[Task objective]: When you reach the entries below, transcribe each one exactly as it stands.

[Dataset items]
====================

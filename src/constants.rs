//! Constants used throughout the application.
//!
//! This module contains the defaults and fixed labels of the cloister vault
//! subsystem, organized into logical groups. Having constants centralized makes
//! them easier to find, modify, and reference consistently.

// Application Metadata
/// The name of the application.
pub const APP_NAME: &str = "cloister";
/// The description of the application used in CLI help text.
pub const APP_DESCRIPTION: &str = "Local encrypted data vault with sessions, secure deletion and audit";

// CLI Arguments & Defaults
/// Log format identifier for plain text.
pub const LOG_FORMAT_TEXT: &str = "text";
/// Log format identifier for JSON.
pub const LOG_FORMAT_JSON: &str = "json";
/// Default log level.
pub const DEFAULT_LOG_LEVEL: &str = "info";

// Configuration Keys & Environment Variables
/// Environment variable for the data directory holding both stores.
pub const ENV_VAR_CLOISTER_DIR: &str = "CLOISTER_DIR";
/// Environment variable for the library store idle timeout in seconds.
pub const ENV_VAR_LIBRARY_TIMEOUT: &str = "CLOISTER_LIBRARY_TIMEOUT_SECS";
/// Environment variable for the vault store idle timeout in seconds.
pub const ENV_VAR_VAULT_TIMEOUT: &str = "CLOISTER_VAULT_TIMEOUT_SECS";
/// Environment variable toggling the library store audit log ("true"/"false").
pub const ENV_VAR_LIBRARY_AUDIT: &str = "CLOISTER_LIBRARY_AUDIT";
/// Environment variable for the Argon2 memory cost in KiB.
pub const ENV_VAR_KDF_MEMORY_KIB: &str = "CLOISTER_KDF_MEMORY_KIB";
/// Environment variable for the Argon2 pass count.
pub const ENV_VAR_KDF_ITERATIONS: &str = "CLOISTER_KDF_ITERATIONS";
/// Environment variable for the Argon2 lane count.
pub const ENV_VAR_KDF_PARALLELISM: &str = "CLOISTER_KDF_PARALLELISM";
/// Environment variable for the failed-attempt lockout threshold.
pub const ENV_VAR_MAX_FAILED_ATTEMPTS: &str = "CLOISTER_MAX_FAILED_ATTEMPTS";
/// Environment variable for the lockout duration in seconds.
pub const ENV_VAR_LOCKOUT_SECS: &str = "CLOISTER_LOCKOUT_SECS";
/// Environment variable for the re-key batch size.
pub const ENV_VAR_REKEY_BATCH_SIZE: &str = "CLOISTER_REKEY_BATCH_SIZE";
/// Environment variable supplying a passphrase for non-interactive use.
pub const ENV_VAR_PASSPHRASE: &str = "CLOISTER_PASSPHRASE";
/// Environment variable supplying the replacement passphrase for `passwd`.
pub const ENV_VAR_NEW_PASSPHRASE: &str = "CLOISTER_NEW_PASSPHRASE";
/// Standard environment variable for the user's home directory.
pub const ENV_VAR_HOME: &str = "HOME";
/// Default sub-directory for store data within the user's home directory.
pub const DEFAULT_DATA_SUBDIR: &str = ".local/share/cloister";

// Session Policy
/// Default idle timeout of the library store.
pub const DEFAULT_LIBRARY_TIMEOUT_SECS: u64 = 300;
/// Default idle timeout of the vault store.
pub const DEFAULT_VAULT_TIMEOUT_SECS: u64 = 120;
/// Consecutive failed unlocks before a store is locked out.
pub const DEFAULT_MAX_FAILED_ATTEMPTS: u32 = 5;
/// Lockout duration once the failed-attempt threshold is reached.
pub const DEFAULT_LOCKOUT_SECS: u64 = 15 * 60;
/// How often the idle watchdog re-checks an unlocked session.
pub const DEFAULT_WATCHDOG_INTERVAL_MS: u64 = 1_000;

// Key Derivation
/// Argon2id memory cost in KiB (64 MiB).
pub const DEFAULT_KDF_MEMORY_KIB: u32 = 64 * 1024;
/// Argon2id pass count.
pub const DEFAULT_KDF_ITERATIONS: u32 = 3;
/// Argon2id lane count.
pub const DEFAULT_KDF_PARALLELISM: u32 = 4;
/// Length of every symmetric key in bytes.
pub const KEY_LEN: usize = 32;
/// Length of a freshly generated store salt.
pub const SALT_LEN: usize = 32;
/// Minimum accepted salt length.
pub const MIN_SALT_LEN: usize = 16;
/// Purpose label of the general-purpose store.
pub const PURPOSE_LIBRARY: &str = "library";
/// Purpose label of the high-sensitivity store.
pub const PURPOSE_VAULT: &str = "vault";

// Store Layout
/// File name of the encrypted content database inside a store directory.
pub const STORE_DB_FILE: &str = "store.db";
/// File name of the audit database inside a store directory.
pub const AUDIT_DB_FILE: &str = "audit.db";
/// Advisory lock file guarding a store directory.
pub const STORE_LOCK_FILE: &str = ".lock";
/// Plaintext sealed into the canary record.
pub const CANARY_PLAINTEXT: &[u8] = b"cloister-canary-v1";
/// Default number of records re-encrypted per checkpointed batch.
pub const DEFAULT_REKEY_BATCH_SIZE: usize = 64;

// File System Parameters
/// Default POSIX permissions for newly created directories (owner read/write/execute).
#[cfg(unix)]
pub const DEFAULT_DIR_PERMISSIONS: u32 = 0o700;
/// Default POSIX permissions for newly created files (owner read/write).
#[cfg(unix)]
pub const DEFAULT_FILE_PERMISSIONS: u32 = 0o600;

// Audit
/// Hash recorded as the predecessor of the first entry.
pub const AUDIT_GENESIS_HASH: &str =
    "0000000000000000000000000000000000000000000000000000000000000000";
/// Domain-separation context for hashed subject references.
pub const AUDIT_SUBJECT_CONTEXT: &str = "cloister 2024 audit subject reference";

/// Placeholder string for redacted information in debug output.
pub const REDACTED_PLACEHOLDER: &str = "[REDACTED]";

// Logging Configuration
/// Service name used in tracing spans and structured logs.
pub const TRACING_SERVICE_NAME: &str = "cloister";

====================

[Solution to the problem]:
filename src/constants.rs
//! Constants used throughout the application.
//!
//! This module contains the defaults and fixed labels of the cloister vault
//! subsystem, organized into logical groups. Having constants centralized makes
//! them easier to find, modify, and reference consistently.

// Application Metadata
/// The name of the application.
pub const APP_NAME: &str = "cloister";
/// The description of the application used in CLI help text.
pub const APP_DESCRIPTION: &str = "Local encrypted data vault with sessions, secure deletion and audit";

// CLI Arguments & Defaults
/// Log format identifier for plain text.
pub const LOG_FORMAT_TEXT: &str = "text";
/// Log format identifier for JSON.
pub const LOG_FORMAT_JSON: &str = "json";
/// Default log level.
pub const DEFAULT_LOG_LEVEL: &str = "info";

// Configuration Keys & Environment Variables
/// Environment variable for the data directory holding both stores.
pub const ENV_VAR_CLOISTER_DIR: &str = "CLOISTER_DIR";
/// Environment variable for the library store idle timeout in seconds.
pub const ENV_VAR_LIBRARY_TIMEOUT: &str = "CLOISTER_LIBRARY_TIMEOUT_SECS";
/// Environment variable for the vault store idle timeout in seconds.
pub const ENV_VAR_VAULT_TIMEOUT: &str = "CLOISTER_VAULT_TIMEOUT_SECS";
/// Environment variable toggling the library store audit log ("true"/"false").
pub const ENV_VAR_LIBRARY_AUDIT: &str = "CLOISTER_LIBRARY_AUDIT";
/// Environment variable for the Argon2 memory cost in KiB.
pub const ENV_VAR_KDF_MEMORY_KIB: &str = "CLOISTER_KDF_MEMORY_KIB";
/// Environment variable for the Argon2 pass count.
pub const ENV_VAR_KDF_ITERATIONS: &str = "CLOISTER_KDF_ITERATIONS";
/// Environment variable for the Argon2 lane count.
pub const ENV_VAR_KDF_PARALLELISM: &str = "CLOISTER_KDF_PARALLELISM";
/// Environment variable for the failed-attempt lockout threshold.
pub const ENV_VAR_MAX_FAILED_ATTEMPTS: &str = "CLOISTER_MAX_FAILED_ATTEMPTS";
/// Environment variable for the lockout duration in seconds.
pub const ENV_VAR_LOCKOUT_SECS: &str = "CLOISTER_LOCKOUT_SECS";
/// Environment variable for the re-key batch size.
pub const ENV_VAR_REKEY_BATCH_SIZE: &str = "CLOISTER_REKEY_BATCH_SIZE";
/// Environment variable supplying a passphrase for non-interactive use.
pub const ENV_VAR_PASSPHRASE: &str = "CLOISTER_PASSPHRASE";
/// Environment variable supplying the replacement passphrase for `passwd`.
pub const ENV_VAR_NEW_PASSPHRASE: &str = "CLOISTER_NEW_PASSPHRASE";
/// Standard environment variable for the user's home directory.
pub const ENV_VAR_HOME: &str = "HOME";
/// Default sub-directory for store data within the user's home directory.
pub const DEFAULT_DATA_SUBDIR: &str = ".local/share/cloister";

// Session Policy
/// Default idle timeout of the library store.
pub const DEFAULT_LIBRARY_TIMEOUT_SECS: u64 = 300;
/// Default idle timeout of the vault store.
pub const DEFAULT_VAULT_TIMEOUT_SECS: u64 = 120;
/// Consecutive failed unlocks before a store is locked out.
pub const DEFAULT_MAX_FAILED_ATTEMPTS: u32 = 5;
/// Lockout duration once the failed-attempt threshold is reached.
pub const DEFAULT_LOCKOUT_SECS: u64 = 15 * 60;
/// How often the idle watchdog re-checks an unlocked session.
pub const DEFAULT_WATCHDOG_INTERVAL_MS: u64 = 1_000;

// Key Derivation
/// Argon2id memory cost in KiB (64 MiB).
pub const DEFAULT_KDF_MEMORY_KIB: u32 = 64 * 1024;
/// Argon2id pass count.
pub const DEFAULT_KDF_ITERATIONS: u32 = 3;
/// Argon2id lane count.
pub const DEFAULT_KDF_PARALLELISM: u32 = 4;
/// Length of every symmetric key in bytes.
pub const KEY_LEN: usize = 32;
/// Length of a freshly generated store salt.
pub const SALT_LEN: usize = 32;
/// Minimum accepted salt length.
pub const MIN_SALT_LEN: usize = 16;
/// Purpose label of the general-purpose store.
pub const PURPOSE_LIBRARY: &str = "library";
/// Purpose label of the high-sensitivity store.
pub const PURPOSE_VAULT: &str = "vault";

// Store Layout
/// File name of the encrypted content database inside a store directory.
pub const STORE_DB_FILE: &str = "store.db";
/// File name of the audit database inside a store directory.
pub const AUDIT_DB_FILE: &str = "audit.db";
/// Advisory lock file guarding a store directory.
pub const STORE_LOCK_FILE: &str = ".lock";
/// Plaintext sealed into the canary record.
pub const CANARY_PLAINTEXT: &[u8] = b"cloister-canary-v1";
/// Default number of records re-encrypted per checkpointed batch.
pub const DEFAULT_REKEY_BATCH_SIZE: usize = 64;

// File System Parameters
/// Default POSIX permissions for newly created directories (owner read/write/execute).
#[cfg(unix)]
pub const DEFAULT_DIR_PERMISSIONS: u32 = 0o700;
/// Default POSIX permissions for newly created files (owner read/write).
#[cfg(unix)]
pub const DEFAULT_FILE_PERMISSIONS: u32 = 0o600;

// Audit
/// Hash recorded as the predecessor of the first entry.
pub const AUDIT_GENESIS_HASH: &str =
    "0000000000000000000000000000000000000000000000000000000000000000";
/// Domain-separation context for hashed subject references.
pub const AUDIT_SUBJECT_CONTEXT: &str = "cloister 2024 audit subject reference";

/// Placeholder string for redacted information in debug output.
pub const REDACTED_PLACEHOLDER: &str = "[REDACTED]";

// Logging Configuration
/// Service name used in tracing spans and structured logs.
pub const TRACING_SERVICE_NAME: &str = "cloister";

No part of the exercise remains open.